- WHAT IS EXPECTED: Word for word, transcribe the data below from the line with "impl From<String> for" to the line with "fn serialize<S: Serializer>(&self, serializer: S)", keeping both of those lines.

- THE INPUT:
---

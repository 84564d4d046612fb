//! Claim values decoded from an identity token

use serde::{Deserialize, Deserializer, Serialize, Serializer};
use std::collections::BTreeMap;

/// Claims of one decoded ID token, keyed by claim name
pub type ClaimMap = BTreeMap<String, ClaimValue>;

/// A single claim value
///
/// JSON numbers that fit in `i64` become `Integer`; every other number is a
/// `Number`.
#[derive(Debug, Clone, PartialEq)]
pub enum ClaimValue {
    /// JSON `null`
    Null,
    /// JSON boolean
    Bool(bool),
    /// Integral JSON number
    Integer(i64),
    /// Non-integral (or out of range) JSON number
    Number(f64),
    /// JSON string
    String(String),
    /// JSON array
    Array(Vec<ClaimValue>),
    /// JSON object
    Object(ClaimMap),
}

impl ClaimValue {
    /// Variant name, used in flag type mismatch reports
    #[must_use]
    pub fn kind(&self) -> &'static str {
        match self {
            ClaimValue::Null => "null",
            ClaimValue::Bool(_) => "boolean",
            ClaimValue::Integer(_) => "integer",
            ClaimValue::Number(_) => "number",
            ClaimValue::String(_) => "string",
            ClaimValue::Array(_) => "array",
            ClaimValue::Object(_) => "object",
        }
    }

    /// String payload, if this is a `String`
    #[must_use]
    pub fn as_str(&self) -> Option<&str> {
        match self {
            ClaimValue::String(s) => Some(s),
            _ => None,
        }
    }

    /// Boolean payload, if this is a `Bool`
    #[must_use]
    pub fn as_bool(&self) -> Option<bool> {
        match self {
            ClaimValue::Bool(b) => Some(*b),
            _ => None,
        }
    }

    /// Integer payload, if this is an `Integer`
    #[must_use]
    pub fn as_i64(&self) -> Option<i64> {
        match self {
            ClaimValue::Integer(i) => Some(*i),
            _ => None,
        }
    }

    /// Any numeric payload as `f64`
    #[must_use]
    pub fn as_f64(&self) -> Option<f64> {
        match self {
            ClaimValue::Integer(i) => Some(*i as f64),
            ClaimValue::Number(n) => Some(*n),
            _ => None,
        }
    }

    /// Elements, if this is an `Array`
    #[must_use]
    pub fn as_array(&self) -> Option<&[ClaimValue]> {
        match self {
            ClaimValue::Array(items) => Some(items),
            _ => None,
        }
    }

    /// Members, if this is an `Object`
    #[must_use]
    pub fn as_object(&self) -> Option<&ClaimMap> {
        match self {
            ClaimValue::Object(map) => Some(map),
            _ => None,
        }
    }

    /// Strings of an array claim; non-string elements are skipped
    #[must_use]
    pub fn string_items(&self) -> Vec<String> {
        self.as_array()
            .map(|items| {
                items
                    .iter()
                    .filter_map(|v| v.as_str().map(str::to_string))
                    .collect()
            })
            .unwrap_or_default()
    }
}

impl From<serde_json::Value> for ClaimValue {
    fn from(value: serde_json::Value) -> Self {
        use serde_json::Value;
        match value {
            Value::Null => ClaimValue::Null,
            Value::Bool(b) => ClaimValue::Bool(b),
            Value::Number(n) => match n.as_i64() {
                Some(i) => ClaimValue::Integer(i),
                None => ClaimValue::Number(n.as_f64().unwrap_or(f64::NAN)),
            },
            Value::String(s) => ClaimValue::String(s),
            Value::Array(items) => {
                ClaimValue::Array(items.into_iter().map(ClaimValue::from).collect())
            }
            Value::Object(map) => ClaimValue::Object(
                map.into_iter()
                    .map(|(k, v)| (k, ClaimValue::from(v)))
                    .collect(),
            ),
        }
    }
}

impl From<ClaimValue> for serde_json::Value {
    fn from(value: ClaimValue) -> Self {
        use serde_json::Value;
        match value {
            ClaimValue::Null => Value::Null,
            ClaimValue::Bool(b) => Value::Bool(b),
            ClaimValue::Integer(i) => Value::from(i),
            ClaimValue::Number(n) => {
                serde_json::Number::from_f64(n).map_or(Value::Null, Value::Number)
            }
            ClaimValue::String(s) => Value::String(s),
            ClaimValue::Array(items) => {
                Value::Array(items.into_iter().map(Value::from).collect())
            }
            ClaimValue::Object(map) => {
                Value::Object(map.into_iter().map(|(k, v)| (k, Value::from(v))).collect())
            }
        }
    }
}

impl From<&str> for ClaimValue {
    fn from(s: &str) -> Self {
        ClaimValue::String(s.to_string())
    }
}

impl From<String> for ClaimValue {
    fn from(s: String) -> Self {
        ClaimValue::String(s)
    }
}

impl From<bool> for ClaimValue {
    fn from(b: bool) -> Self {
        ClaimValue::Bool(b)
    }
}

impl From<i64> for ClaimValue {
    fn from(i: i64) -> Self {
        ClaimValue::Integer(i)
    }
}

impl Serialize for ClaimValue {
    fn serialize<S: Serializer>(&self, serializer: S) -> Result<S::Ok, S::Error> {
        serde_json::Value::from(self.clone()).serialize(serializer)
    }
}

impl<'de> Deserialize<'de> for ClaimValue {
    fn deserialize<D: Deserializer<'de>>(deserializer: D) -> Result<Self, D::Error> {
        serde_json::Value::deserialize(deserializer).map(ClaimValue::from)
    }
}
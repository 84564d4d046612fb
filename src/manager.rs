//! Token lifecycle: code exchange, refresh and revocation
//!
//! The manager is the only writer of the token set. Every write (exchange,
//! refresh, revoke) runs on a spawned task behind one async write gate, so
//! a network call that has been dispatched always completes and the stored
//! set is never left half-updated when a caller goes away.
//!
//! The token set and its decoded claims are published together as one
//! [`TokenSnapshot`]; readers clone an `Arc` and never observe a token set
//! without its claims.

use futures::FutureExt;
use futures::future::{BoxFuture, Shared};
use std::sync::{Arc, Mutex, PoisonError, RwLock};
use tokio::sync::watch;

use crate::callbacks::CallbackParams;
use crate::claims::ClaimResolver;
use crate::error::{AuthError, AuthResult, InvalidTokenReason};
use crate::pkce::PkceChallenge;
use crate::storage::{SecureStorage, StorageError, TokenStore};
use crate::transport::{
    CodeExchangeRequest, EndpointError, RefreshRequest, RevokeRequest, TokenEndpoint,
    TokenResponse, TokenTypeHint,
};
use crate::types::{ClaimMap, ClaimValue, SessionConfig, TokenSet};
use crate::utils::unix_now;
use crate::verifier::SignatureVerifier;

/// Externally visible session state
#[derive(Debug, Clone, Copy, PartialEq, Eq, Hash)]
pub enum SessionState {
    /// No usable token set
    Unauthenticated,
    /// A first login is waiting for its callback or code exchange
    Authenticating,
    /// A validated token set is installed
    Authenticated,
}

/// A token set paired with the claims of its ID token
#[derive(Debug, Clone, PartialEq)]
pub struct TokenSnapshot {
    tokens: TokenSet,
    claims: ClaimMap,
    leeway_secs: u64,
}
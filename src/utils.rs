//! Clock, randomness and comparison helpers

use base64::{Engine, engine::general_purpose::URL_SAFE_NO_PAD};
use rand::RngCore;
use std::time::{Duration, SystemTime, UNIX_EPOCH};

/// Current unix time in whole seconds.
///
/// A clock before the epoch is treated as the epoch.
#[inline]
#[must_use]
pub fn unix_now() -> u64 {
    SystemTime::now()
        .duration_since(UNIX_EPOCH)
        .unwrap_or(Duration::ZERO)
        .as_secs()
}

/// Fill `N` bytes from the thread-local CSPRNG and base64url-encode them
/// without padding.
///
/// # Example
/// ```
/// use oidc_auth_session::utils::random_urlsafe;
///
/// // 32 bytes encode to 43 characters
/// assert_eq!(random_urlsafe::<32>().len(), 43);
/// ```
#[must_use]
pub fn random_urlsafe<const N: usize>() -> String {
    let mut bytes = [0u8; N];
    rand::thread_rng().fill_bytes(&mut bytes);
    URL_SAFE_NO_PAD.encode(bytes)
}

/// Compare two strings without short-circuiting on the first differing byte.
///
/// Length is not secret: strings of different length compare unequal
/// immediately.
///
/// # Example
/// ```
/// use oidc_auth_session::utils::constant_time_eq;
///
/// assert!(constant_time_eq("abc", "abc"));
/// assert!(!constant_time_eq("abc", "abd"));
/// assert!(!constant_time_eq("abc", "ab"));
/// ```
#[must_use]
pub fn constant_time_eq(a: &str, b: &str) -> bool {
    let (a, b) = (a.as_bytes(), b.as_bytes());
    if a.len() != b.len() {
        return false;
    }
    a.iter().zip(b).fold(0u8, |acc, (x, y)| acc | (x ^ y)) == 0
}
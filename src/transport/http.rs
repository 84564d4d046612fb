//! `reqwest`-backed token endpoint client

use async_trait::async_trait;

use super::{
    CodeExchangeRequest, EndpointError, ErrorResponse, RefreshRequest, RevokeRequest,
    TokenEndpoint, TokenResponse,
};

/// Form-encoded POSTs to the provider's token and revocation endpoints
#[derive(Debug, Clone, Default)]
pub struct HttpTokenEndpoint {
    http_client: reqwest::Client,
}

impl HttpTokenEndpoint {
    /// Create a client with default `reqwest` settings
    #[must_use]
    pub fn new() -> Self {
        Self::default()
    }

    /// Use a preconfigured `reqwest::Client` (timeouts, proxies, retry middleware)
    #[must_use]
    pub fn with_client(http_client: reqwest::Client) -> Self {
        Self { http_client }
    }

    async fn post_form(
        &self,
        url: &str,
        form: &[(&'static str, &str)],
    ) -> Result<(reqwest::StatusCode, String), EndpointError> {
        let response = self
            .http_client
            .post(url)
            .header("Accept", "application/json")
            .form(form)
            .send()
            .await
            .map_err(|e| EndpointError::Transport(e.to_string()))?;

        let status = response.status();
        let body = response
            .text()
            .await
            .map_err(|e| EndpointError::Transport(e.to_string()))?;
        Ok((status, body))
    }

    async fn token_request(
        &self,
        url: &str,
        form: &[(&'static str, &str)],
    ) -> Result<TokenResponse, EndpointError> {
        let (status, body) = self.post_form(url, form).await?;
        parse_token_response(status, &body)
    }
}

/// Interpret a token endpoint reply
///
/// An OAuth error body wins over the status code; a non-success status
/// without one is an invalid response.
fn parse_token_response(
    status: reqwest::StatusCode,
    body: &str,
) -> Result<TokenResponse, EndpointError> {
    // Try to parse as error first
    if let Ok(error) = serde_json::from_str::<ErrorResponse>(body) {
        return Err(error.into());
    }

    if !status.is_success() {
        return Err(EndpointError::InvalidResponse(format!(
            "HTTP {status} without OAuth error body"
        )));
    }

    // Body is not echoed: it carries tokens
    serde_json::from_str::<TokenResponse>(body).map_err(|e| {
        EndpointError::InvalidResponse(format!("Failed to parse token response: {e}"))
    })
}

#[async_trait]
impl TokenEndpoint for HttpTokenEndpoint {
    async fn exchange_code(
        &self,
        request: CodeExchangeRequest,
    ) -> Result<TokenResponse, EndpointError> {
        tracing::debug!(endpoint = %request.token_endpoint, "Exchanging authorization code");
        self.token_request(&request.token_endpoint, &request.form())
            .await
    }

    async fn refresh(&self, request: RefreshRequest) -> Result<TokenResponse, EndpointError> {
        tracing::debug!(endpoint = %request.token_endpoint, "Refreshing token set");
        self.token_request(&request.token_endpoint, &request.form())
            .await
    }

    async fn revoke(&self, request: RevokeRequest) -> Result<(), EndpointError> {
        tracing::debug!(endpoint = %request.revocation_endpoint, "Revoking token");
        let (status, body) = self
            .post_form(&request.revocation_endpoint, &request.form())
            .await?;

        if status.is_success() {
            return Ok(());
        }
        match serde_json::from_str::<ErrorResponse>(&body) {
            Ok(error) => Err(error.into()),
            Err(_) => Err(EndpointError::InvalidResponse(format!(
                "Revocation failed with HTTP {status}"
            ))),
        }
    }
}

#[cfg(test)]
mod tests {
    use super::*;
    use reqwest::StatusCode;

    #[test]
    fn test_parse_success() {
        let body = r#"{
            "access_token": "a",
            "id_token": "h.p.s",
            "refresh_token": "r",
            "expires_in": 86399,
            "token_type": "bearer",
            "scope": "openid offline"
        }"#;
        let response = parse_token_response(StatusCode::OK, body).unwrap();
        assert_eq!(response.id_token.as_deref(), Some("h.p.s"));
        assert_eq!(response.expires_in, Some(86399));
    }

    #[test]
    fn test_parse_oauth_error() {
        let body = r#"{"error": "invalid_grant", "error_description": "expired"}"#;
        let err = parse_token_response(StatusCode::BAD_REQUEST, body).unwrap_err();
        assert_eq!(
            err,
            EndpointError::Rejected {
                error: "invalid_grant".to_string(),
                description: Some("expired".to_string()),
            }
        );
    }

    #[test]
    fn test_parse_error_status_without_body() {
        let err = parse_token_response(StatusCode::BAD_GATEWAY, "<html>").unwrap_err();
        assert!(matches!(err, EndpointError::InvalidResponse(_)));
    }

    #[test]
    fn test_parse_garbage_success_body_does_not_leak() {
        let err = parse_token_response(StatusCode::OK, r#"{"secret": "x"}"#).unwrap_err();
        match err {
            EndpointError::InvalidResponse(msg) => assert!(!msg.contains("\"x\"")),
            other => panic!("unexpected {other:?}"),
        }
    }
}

---

- EXERCISE RESPONSE:
impl From<String> for ClaimValue {
    fn from(s: String) -> Self {
        ClaimValue::String(s)
    }
}

impl From<bool> for ClaimValue {
    fn from(b: bool) -> Self {
        ClaimValue::Bool(b)
    }
}

impl From<i64> for ClaimValue {
    fn from(i: i64) -> Self {
        ClaimValue::Integer(i)
    }
}

impl Serialize for ClaimValue {
    fn serialize<S: Serializer>(&self, serializer: S) -> Result<S::Ok, S::Error> {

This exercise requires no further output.